The customs officers at Heathrow rarely search bags for non-EU agricultural produce, or we’d have been in trouble for the mulberries. I stored them in an empty orange and blue tin of your favourite Gondoliers wafers in a cupboard in tiny white kitchen of the London flat, but a silk moth caterpillar hatched from each mulberry and there was delicate silk in the tin. Sam and I thought we’d caught them all, but we hadn’t. White silk moths kept exiting the woodwork for another two years.

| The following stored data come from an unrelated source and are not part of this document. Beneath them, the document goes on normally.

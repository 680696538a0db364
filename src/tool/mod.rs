//! ツール定義
//!
//! The search engine is exposed to an agent runtime as a callable tool with
//! usage text attached. `search` and `better_grep` share the same engine and
//! differ only in the usage prompt they carry.

mod prompts;

pub use prompts::{BETTER_GREP_USAGE, SEARCH_USAGE};

use crate::search::search;
use serde::{Deserialize, Serialize};
use serde_json::Value;

#[derive(Debug, Clone, PartialEq, Eq, Serialize)]
pub struct ToolParameter {
    pub name: &'static str,
    #[serde(rename = "type")]
    pub kind: &'static str,
    pub required: bool,
    #[serde(skip_serializing_if = "Option::is_none")]
    pub default: Option<&'static str>,
    pub description: &'static str,
}

#[derive(Debug, Clone, PartialEq, Eq, Serialize)]
pub struct ToolDefinition {
    pub name: &'static str,
    pub usage_prompt: &'static str,
    pub parameters: Vec<ToolParameter>,
}

/// ツール呼び出しの引数（JSON）
///
/// Absent and `null` fields fall back to their defaults.
#[derive(Debug, Clone, Default, PartialEq, Eq, Deserialize)]
#[serde(default)]
pub struct SearchArgs {
    pub pattern: Option<String>,
    pub path: Option<String>,
    pub format: Option<String>,
    pub glob: Option<String>,
    pub ignore_case: Option<bool>,
}

impl SearchArgs {
    fn path(&self) -> &str {
        match self.path.as_deref() {
            Some(path) if !path.is_empty() => path,
            _ => ".",
        }
    }

    fn format(&self) -> &str {
        match self.format.as_deref() {
            Some(format) if !format.is_empty() => format,
            _ => "count",
        }
    }
}

impl ToolDefinition {
    fn new(name: &'static str, usage_prompt: &'static str) -> Self {
        Self {
            name,
            usage_prompt,
            parameters: search_parameters(),
        }
    }

    /// JSON引数でツールを実行
    pub fn call(&self, args: &Value) -> String {
        let args = match SearchArgs::deserialize(args) {
            Ok(args) => args,
            Err(e) => return format!("Error: invalid arguments: {}", e),
        };

        search(
            args.pattern.as_deref().unwrap_or_default(),
            args.path(),
            args.format(),
            args.glob.as_deref().unwrap_or_default(),
            args.ignore_case.unwrap_or_default(),
        )
    }
}

fn search_parameters() -> Vec<ToolParameter> {
    vec![
        ToolParameter {
            name: "pattern",
            kind: "string",
            required: true,
            default: None,
            description: "Regular expression to search for",
        },
        ToolParameter {
            name: "path",
            kind: "string",
            required: false,
            default: Some("."),
            description: "Directory or file root",
        },
        ToolParameter {
            name: "format",
            kind: "string",
            required: false,
            default: Some("count"),
            description: "count|lines|context|full",
        },
        ToolParameter {
            name: "glob",
            kind: "string",
            required: false,
            default: Some(""),
            description: "Comma-separated globs to narrow the search (supports **)",
        },
        ToolParameter {
            name: "ignore_case",
            kind: "boolean",
            required: false,
            default: Some("false"),
            description: "Case-insensitive matching",
        },
    ]
}

pub fn all_tools() -> Vec<ToolDefinition> {
    vec![
        ToolDefinition::new("search", SEARCH_USAGE),
        ToolDefinition::new("better_grep", BETTER_GREP_USAGE),
    ]
}

pub fn tool_by_name(name: &str) -> Option<ToolDefinition> {
    all_tools().into_iter().find(|tool| tool.name == name)
}
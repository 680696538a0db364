use crate::types::MatchIndex;

/// マッチ結果を1つの文字列に整形する
pub trait MatchFormatter {
    /// Format name as accepted by `OutputFormat::parse`
    fn name(&self) -> &'static str;

    fn format(&self, matches: &MatchIndex) -> String;
}
use glob::Pattern;
use log::debug;
use std::fs::File;
use std::io::Read;
use std::path::Path;

/// glob 絞り込みとバイナリ判定
pub struct FileFilter {
    patterns: Vec<Pattern>,
    /// 指定されたglobの数（無効なものを含む）
    requested: usize,
    sniff_bytes: usize,
}

impl FileFilter {
    pub fn new(globs: &[String], sniff_bytes: usize) -> Self {
        let patterns = globs
            .iter()
            .filter_map(|g| match compile_glob(g) {
                Ok(pattern) => Some(pattern),
                Err(e) => {
                    debug!("Skipping invalid glob '{}': {}", g, e);
                    None
                }
            })
            .collect();

        Self {
            patterns,
            requested: globs.len(),
            sniff_bytes,
        }
    }

    /// Check if file matches the given glob patterns
    ///
    /// The root-relative path, the file name and the full path are each
    /// tried against every pattern. With no globs every file passes.
    pub fn matches_patterns(&self, relative_path: &Path, full_path: &Path) -> bool {
        if self.requested == 0 {
            return true;
        }

        let file_name = full_path.file_name().map(Path::new);
        self.patterns.iter().any(|pattern| {
            pattern.matches_path(relative_path)
                || file_name.is_some_and(|name| pattern.matches_path(name))
                || pattern.matches_path(full_path)
        })
    }

    /// 先頭バイトにNULが含まれていればバイナリ
    ///
    /// 読めないファイルはテキスト扱い（走査時にスキップされる）。
    pub fn is_binary(&self, path: &Path) -> bool {
        let file = match File::open(path) {
            Ok(file) => file,
            Err(_) => return false,
        };

        let mut buffer = Vec::with_capacity(self.sniff_bytes);
        if file
            .take(self.sniff_bytes as u64)
            .read_to_end(&mut buffer)
            .is_err()
        {
            return false;
        }

        buffer.contains(&0)
    }
}

/// globをコンパイル
///
/// `**` inside a path component (`**.py`, `src/**.py`) is rejected by
/// `glob::Pattern`; it is retried as `*`, which already crosses `/`.
fn compile_glob(glob: &str) -> Result<Pattern, glob::PatternError> {
    match Pattern::new(glob) {
        Ok(pattern) => Ok(pattern),
        Err(e) => {
            let relaxed = relax_recursive_wildcards(glob);
            if relaxed == glob {
                return Err(e);
            }
            debug!("Retrying glob '{}' as '{}'", glob, relaxed);
            Pattern::new(&relaxed)
        }
    }
}

/// 単独コンポーネントでない `**` を `*` に置き換える
fn relax_recursive_wildcards(glob: &str) -> String {
    glob.split('/')
        .map(|component| {
            if component == "**" {
                return component.to_string();
            }
            let mut relaxed = component.to_string();
            while relaxed.contains("**") {
                relaxed = relaxed.replace("**", "*");
            }
            relaxed
        })
        .collect::<Vec<_>>()
        .join("/")
}
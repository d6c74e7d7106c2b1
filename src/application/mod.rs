pub mod event_loop;
pub mod help;
pub mod router;
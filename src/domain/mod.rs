pub mod config;
pub mod traits;
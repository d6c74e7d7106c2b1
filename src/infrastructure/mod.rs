pub mod console;
pub mod loader;
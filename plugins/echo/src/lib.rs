//! # Echo Plugin
//!
//! The smallest useful plugin: one command that replies with its argument
//! text unchanged. Handy as a smoke test for the dispatch path.

use std::sync::Arc;

use anyhow::Result;
use async_trait::async_trait;
use minibot_api::{BotContext, Command, CommandMap, Invocation, PluginModule, Reply, export_plugin};

struct EchoCommand;

#[async_trait]
impl Command for EchoCommand {
    fn name(&self) -> &str {
        "echo"
    }
    fn usage(&self) -> String {
        "Usage: echo <text>".to_string()
    }
    fn short_desc(&self) -> String {
        "repeats <text> back".to_string()
    }
    fn long_desc(&self) -> String {
        self.short_desc()
    }

    async fn exec(&self, _ctx: &BotContext, inv: Invocation<'_>) -> Result<Vec<Reply>> {
        tracing::debug!(args = inv.args, "running echo");
        Ok(vec![Reply::text(inv.args)])
    }
}

struct EchoPlugin;

impl PluginModule for EchoPlugin {
    fn init(&self, _ctx: &BotContext) -> Result<()> {
        tracing::info!("echo plugin loaded");
        Ok(())
    }

    fn registry(&self) -> CommandMap {
        let mut commands = CommandMap::new();
        commands.insert("echo".to_string(), Arc::new(EchoCommand) as Arc<dyn Command>);
        commands
    }
}

export_plugin!(EchoPlugin);
//! # Domain Traits
//!
//! Abstract interface for the chat transport, plus the event variants it
//! can deliver. Allows pluggable backends (a chat service connection, the
//! console, test fakes) behind one seam.

use anyhow::Result;
use async_trait::async_trait;
use minibot_api::{InboundEvent, Reply};

/// Everything the transport can hand the event loop. The loop matches
/// exhaustively, so a new variant forces an explicit decision at the
/// match site instead of falling into a silent catch-all.
#[derive(Debug, Clone)]
pub enum TransportEvent {
    /// Connection to the chat service established.
    Connected,
    /// An inbound chat message.
    Message(InboundEvent),
    /// Unrecoverable transport-level failure. Terminal.
    TransportError(String),
    /// The chat service rejected our credentials. Terminal.
    InvalidAuth,
    /// Any event kind the bot deliberately takes no action on, by name.
    Other(String),
}

/// Abstract interface for a chat transport (e.g. Slack, Matrix, console).
#[async_trait]
pub trait ChatTransport: Send {
    /// Pull the next event off the inbound stream.
    async fn next_event(&mut self) -> TransportEvent;

    /// Send one reply to a conversation.
    async fn send_message(&self, channel: &str, reply: &Reply) -> Result<()>;
}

In January each year you would receive librarians to London from the Commonwealth, India, Nigeria, Kenya and South Africa, under the Commonwealth Scholarship Scheme. Then you’d be meeting them at the weekend at Heathrow airport, taking them on the Piccadilly line to various bed and breakfast landladies you knew through your networking. I put in that you could delegate that job. You were rarely either in your office or at home in the later years.
Take Sanjay: We met Sanjay together one Sunday at Heathrow airport. You took him to a traditional Indian landlady of the diaspora in Acton. Being a young modern generation Indian he didn’t like it there at all. He didn’t worship Indian gods, and he didn’t want a curfew.
Sanjay was promoted after his three months scholarship and later invited you to give keynote speeches in Delhi at conferences he organised.
Hope this email finds you well.
It is my pleasure to update you that next ETTLIS 2013 will take place at JIIT on Jan. 6-8, 2013. On this occassion, we wish to bring a Festscript Volume as discussed with you during my fellowship at the Illustrious Institute, London.
Now, I look forward your complete CV and some pictures from college days to present and i will be happy if you can write your biography starting from your childhood, education days, your professional life and personal life. I am going to invite papers from all past commonwealth fellows and professional friends.
During the period 2005 – 2013 you gave ten keynote speeches, wrote seventy articles in total, a huge output and you chaired two international committees.